AI drives recommendations, but humans still play a role

How will artificial intelligence (AI) affect the business of digital publishing?

A number of publishers first focused on automating the writing process, with bots creating stories based on structured data such as box scores and financial reports.

But according to a recent survey of publishers worldwide from the Reuters Institute for the Study of Journalism at the University of Oxford, content recommendation is now the single most common use of AI in publishing.

Flipboard, a news aggregation platform, is an extreme testing ground for AI recommendations, given that it features as many as 300,000 articles each day. eMarketer spoke with Mike Cora, Flipboard's engineering manager for data products, about how the platform uses AI to make suggestions to its users.

Of the 150 people who work for Flipboard, about 40 are focused on tech, engineering and data science, which are the teams responsible for creating and monitoring AI tools. Those tools scan for contextual clues to tag articles by topic and keyword, Cora said.

The platform’s AI features also weed out identical articles, and block spam domains that attempt to spoof legitimate websites.

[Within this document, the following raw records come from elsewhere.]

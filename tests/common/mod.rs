// Shared helpers for integration tests

#![allow(dead_code)]

use bytes::Bytes;
use futures_util::stream::{self, Stream};
use tracing_subscriber::EnvFilter;

/// Routes `tracing` output through the test harness. Set `RUST_LOG` to see it.
pub fn init_tracing() {
    let _ = tracing_subscriber::fmt()
        .with_env_filter(
            EnvFilter::try_from_default_env().unwrap_or_else(|_| EnvFilter::new("warn")),
        )
        .with_test_writer()
        .try_init();
}

/// Deterministic test payload.
pub fn payload(len: usize) -> Vec<u8> {
    (0..len).map(|i| (i * 7 + 13) as u8).collect()
}

/// Splits `data` into fragments whose sizes cycle through `sizes`.
pub fn fragmented(data: &[u8], sizes: &[usize]) -> Vec<Bytes> {
    let mut out = Vec::new();
    let mut at = 0;
    let mut i = 0;
    while at < data.len() {
        let len = sizes[i % sizes.len()].max(1).min(data.len() - at);
        out.push(Bytes::copy_from_slice(&data[at..at + len]));
        at += len;
        i += 1;
    }
    out
}

/// Infallible stream over prepared fragments.
pub fn ok_stream(parts: Vec<Bytes>) -> impl Stream<Item = std::io::Result<Bytes>> + Send + 'static {
    stream::iter(parts.into_iter().map(Ok))
}
//! Error types for chunkxfer.

use std::fmt;
use std::io;

use thiserror::Error;

use crate::encoding::TextEncoding;

/// Boxed error carried through from caller-supplied streams and handlers.
pub type BoxError = Box<dyn std::error::Error + Send + Sync + 'static>;

/// Result alias used throughout the crate.
pub type Result<T, E = TransferError> = std::result::Result<T, E>;

/// How a resumable read disagreed with the range it asked for.
#[derive(Debug, Clone, Copy, PartialEq, Eq)]
pub enum CorruptionKind {
    /// Fewer bytes than requested arrived and the retry budget ran out.
    Truncated,
    /// The source served bytes past the end of the requested range.
    Overrun,
}

impl fmt::Display for CorruptionKind {
    fn fmt(&self, f: &mut fmt::Formatter<'_>) -> fmt::Result {
        match self {
            CorruptionKind::Truncated => f.write_str("received less data than required"),
            CorruptionKind::Overrun => f.write_str("received more data than requested"),
        }
    }
}

/// Errors that can occur while moving bytes.
#[derive(Debug, Error)]
pub enum TransferError {
    /// A size, concurrency, or range parameter was rejected at construction.
    #[error("invalid argument `{name}`: {reason}")]
    InvalidArgument {
        /// Name of the offending parameter.
        name: &'static str,
        /// Description of what was invalid.
        reason: &'static str,
    },

    /// Error raised by the input stream, a chunk handler, a batch operation,
    /// or a range reader. The original error is kept as the source.
    #[error("transport error: {0}")]
    Transport(#[source] BoxError),

    /// A text fragment could not be converted with the configured encoding.
    #[error("cannot encode text fragment as {encoding}: {reason}")]
    Encoding {
        /// Encoding that was in effect.
        encoding: TextEncoding,
        /// Why the conversion failed.
        reason: String,
    },

    /// A resumable read delivered a different amount of data than requested.
    ///
    /// Offsets are exclusive end positions in the remote resource.
    #[error(
        "data corruption: {kind}; received offset {received}, needed offset {expected}, retries {retries}"
    )]
    DataCorruption {
        /// Which direction the mismatch went.
        kind: CorruptionKind,
        /// End offset (exclusive) of the bytes actually received.
        received: u64,
        /// End offset (exclusive) of the requested range.
        expected: u64,
        /// Resume attempts made before giving up.
        retries: u32,
    },

    /// The cancellation signal fired.
    #[error("the operation was aborted")]
    Aborted,

    /// Internal contract violation.
    #[error("internal error: {0}")]
    Internal(String),
}

impl TransferError {
    pub(crate) fn transport(err: impl Into<BoxError>) -> Self {
        TransferError::Transport(err.into())
    }

    /// Recovers a `TransferError` that was boxed on its way through a batch.
    pub(crate) fn from_boxed(err: BoxError) -> Self {
        match err.downcast::<TransferError>() {
            Ok(inner) => *inner,
            Err(other) => TransferError::Transport(other),
        }
    }

    /// Returns true for [`TransferError::DataCorruption`].
    pub fn is_data_corruption(&self) -> bool {
        matches!(self, TransferError::DataCorruption { .. })
    }

    /// Returns true for [`TransferError::Aborted`].
    pub fn is_aborted(&self) -> bool {
        matches!(self, TransferError::Aborted)
    }

    /// Returns the caller's original error if this is a transport error.
    pub fn into_transport(self) -> Option<BoxError> {
        match self {
            TransferError::Transport(e) => Some(e),
            _ => None,
        }
    }
}

impl From<TransferError> for io::Error {
    fn from(e: TransferError) -> Self {
        let kind = match &e {
            TransferError::InvalidArgument { .. } => io::ErrorKind::InvalidInput,
            TransferError::Encoding { .. } => io::ErrorKind::InvalidData,
            TransferError::DataCorruption {
                kind: CorruptionKind::Truncated,
                ..
            } => io::ErrorKind::UnexpectedEof,
            TransferError::DataCorruption { .. } => io::ErrorKind::InvalidData,
            TransferError::Aborted => io::ErrorKind::Interrupted,
            TransferError::Transport(source) => match source.downcast_ref::<io::Error>() {
                Some(inner) => inner.kind(),
                None => io::ErrorKind::Other,
            },
            TransferError::Internal(_) => io::ErrorKind::Other,
        };
        io::Error::new(kind, e)
    }
}

#[cfg(test)]
mod tests {
    use super::*;

    #[test]
    fn test_transport_keeps_source() {
        let io_err = io::Error::new(io::ErrorKind::ConnectionReset, "reset by peer");
        let err = TransferError::transport(io_err);
        let source = err.into_transport().unwrap();
        let io_err = source.downcast::<io::Error>().unwrap();
        assert_eq!(io_err.kind(), io::ErrorKind::ConnectionReset);
    }

    #[test]
    fn test_corruption_display() {
        let err = TransferError::DataCorruption {
            kind: CorruptionKind::Truncated,
            received: 50,
            expected: 100,
            retries: 3,
        };
        let msg = err.to_string();
        assert!(msg.contains("received offset 50"));
        assert!(msg.contains("needed offset 100"));
        assert!(msg.contains("retries 3"));
        assert!(err.is_data_corruption());
    }

    #[test]
    fn test_io_conversion_kinds() {
        let err: io::Error = TransferError::Aborted.into();
        assert_eq!(err.kind(), io::ErrorKind::Interrupted);

        let err: io::Error = TransferError::DataCorruption {
            kind: CorruptionKind::Overrun,
            received: 11,
            expected: 10,
            retries: 0,
        }
        .into();
        assert_eq!(err.kind(), io::ErrorKind::InvalidData);

        let inner = io::Error::new(io::ErrorKind::TimedOut, "slow");
        let err: io::Error = TransferError::transport(inner).into();
        assert_eq!(err.kind(), io::ErrorKind::TimedOut);
    }
}
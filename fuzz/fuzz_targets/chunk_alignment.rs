#![no_main]

use std::sync::{Arc, Mutex};

use bytes::Bytes;
use chunkxfer::{ChunkBuffer, ChunkBufferScheduler, SchedulerConfig};
use futures_util::stream;
use libfuzzer_sys::fuzz_target;

fuzz_target!(|input: (u8, u8, u8, Vec<u8>, Vec<u8>)| {
    let (buffer_size, max_buffers, parallelism, cuts, data) = input;
    let buffer_size = buffer_size as usize % 64 + 1;
    let max_buffers = max_buffers as usize % 4 + 1;
    let parallelism = parallelism as usize % 4 + 1;

    // Fragment boundaries come from the fuzzer too.
    let mut parts = Vec::new();
    let mut at = 0;
    for (i, cut) in cuts.iter().cycle().enumerate() {
        if at >= data.len() || i > data.len() {
            break;
        }
        let len = (*cut as usize).max(1).min(data.len() - at);
        parts.push(Bytes::copy_from_slice(&data[at..at + len]));
        at += len;
    }
    if at < data.len() {
        parts.push(Bytes::copy_from_slice(&data[at..]));
    }

    let runtime = tokio::runtime::Builder::new_current_thread()
        .build()
        .unwrap();
    let seen = Arc::new(Mutex::new(Vec::new()));
    let sink = seen.clone();

    let stats = runtime.block_on(async move {
        let input = stream::iter(parts.into_iter().map(Ok::<_, std::io::Error>));
        let config = SchedulerConfig::new(buffer_size, max_buffers, parallelism).unwrap();
        let mut scheduler = ChunkBufferScheduler::new(input, config, move |chunk: ChunkBuffer| {
            sink.lock().unwrap().push((chunk.offset(), chunk.to_vec()));
            async { Ok::<_, std::io::Error>(()) }
        })
        .unwrap();
        scheduler.run().await.unwrap();
        scheduler.stats()
    });

    // Verify: memory bound
    assert!(stats.allocated_buffers <= max_buffers);

    // Verify: offsets are 0, B, 2B, ... and bytes match the input
    let mut chunks = seen.lock().unwrap().clone();
    chunks.sort_by_key(|(offset, _)| *offset);
    let mut expected_offset = 0usize;
    for (i, (offset, bytes)) in chunks.iter().enumerate() {
        assert_eq!(*offset as usize, expected_offset);
        if i + 1 < chunks.len() {
            assert_eq!(bytes.len(), buffer_size);
        }
        assert_eq!(&bytes[..], &data[expected_offset..expected_offset + bytes.len()]);
        expected_offset += bytes.len();
    }
    assert_eq!(expected_offset, data.len());
});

AI does not manage the entire recommendation process, however. Flipboard has a team of 20 curators who manually select articles to recommend to its readers, who the company says number more than 100 million per month.

Like other companies, Flipboard built its AI platform on the work of academic researchers. But, Cora noted, creating the proper code to make theoretical applications a reality was not a trivial assignment.

An added complication is foreign language processing. Flipboard aggregates content from sources in multiple markets, and because different languages have different grammatical structures and expressions, the AI tools have to be trained to detect different signals for different languages. It took almost a year of research and development—and then another six months for all the code to be put in production—before Flipboard got its platform's contextual detection capabilities up to par across multiple languages, according to Cora.

Like Flipboard, other publishers around the world are tapping into AI to improve their content recommendations. Some 60% of the 184 publishers in the Reuters Institute poll said they are using AI to improve content recommendations. Significant numbers were also using it to automate workflows and to target ads. (Flipboard, too, uses AI for ad targeting.)

The recommendation challenge is not limited to publishers, of course, but is common to media companies of almost every type. Platforms like Spotify and Netflix use AI and machine learning algorithms to drive their content recommendations. And publishers such as CBS and Rodale use AI vendors, like Iris.TV, to determine which video playlists they should serve users.